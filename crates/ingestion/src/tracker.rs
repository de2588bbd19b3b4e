//! Book status tracker
//!
//! Every write is a compare-and-set against the transition's legal source
//! states, so two workers racing on one book cannot both move it forward.

use scribe_common::db::BookStore;
use scribe_common::errors::Result;
use scribe_common::metrics;
use scribe_common::status::{BookStatus, BookTransition, TransitionOutcome};
use std::sync::Arc;
use tracing::{debug, warn};
use uuid::Uuid;

#[derive(Clone)]
pub struct StatusTracker {
    store: Arc<dyn BookStore>,
}

impl StatusTracker {
    pub fn new(store: Arc<dyn BookStore>) -> Self {
        Self { store }
    }

    /// Claim a pending book. Rejected means another worker got there first,
    /// or the book is no longer pending.
    pub async fn start_processing(&self, book_id: Uuid) -> Result<TransitionOutcome> {
        self.apply(book_id, BookTransition::StartProcessing).await
    }

    pub async fn mark_completed(&self, book_id: Uuid) -> Result<TransitionOutcome> {
        self.apply(book_id, BookTransition::Complete).await
    }

    /// Record a failure. Never overwrites a completed book.
    pub async fn mark_failed(&self, book_id: Uuid) -> Result<TransitionOutcome> {
        self.apply(book_id, BookTransition::Fail).await
    }

    async fn apply(&self, book_id: Uuid, transition: BookTransition) -> Result<TransitionOutcome> {
        let sources = transition.allowed_sources();
        let to = transition.target();

        // Single-source transitions know where they came from; others peek first
        let before = match sources {
            [only] => Some(*only),
            _ => self.current_status(book_id).await,
        };

        let changed = self.store.transition_status(book_id, sources, to).await?;
        metrics::record_status_transition(&transition.to_string(), changed);

        if changed {
            let from = before
                .filter(|status| sources.contains(status))
                .unwrap_or(sources[0]);
            debug!(book_id = %book_id, %transition, from = %from, to = %to, "Status updated");
            return Ok(TransitionOutcome::Accepted { from, to });
        }

        let from = self.current_status(book_id).await.unwrap_or(to);
        warn!(
            book_id = %book_id,
            %transition,
            current = %from,
            "Status transition rejected"
        );
        Ok(TransitionOutcome::Rejected {
            from,
            attempted: transition,
        })
    }

    /// Best-effort read of the current status, for reporting only
    async fn current_status(&self, book_id: Uuid) -> Option<BookStatus> {
        match self.store.get_book(book_id).await {
            Ok(Some(book)) => book.book_status().ok(),
            _ => None,
        }
    }
}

▸ Exercise objective
Please set down all the data word for word.

▸ Answer below
filename crates/ingestion/src/tracker.rs
repository de2588bbd19b3b4e
//! Book status tracker
//!
//! Every write is a compare-and-set against the transition's legal source
//! states, so two workers racing on one book cannot both move it forward.

use scribe_common::db::BookStore;
use scribe_common::errors::Result;
use scribe_common::metrics;
use scribe_common::status::{BookStatus, BookTransition, TransitionOutcome};
use std::sync::Arc;
use tracing::{debug, warn};
use uuid::Uuid;

#[derive(Clone)]
pub struct StatusTracker {
    store: Arc<dyn BookStore>,
}

impl StatusTracker {
    pub fn new(store: Arc<dyn BookStore>) -> Self {
        Self { store }
    }

    /// Claim a pending book. Rejected means another worker got there first,
    /// or the book is no longer pending.
    pub async fn start_processing(&self, book_id: Uuid) -> Result<TransitionOutcome> {
        self.apply(book_id, BookTransition::StartProcessing).await
    }

    pub async fn mark_completed(&self, book_id: Uuid) -> Result<TransitionOutcome> {
        self.apply(book_id, BookTransition::Complete).await
    }

    /// Record a failure. Never overwrites a completed book.
    pub async fn mark_failed(&self, book_id: Uuid) -> Result<TransitionOutcome> {
        self.apply(book_id, BookTransition::Fail).await
    }

    async fn apply(&self, book_id: Uuid, transition: BookTransition) -> Result<TransitionOutcome> {
        let sources = transition.allowed_sources();
        let to = transition.target();

        // Single-source transitions know where they came from; others peek first
        let before = match sources {
            [only] => Some(*only),
            _ => self.current_status(book_id).await,
        };

        let changed = self.store.transition_status(book_id, sources, to).await?;
        metrics::record_status_transition(&transition.to_string(), changed);

        if changed {
            let from = before
                .filter(|status| sources.contains(status))
                .unwrap_or(sources[0]);
            debug!(book_id = %book_id, %transition, from = %from, to = %to, "Status updated");
            return Ok(TransitionOutcome::Accepted { from, to });
        }

        let from = self.current_status(book_id).await.unwrap_or(to);
        warn!(
            book_id = %book_id,
            %transition,
            current = %from,
            "Status transition rejected"
        );
        Ok(TransitionOutcome::Rejected {
            from,
            attempted: transition,
        })
    }

    /// Best-effort read of the current status, for reporting only
    async fn current_status(&self, book_id: Uuid) -> Option<BookStatus> {
        match self.store.get_book(book_id).await {
            Ok(Some(book)) => book.book_status().ok(),
            _ => None,
        }
    }
}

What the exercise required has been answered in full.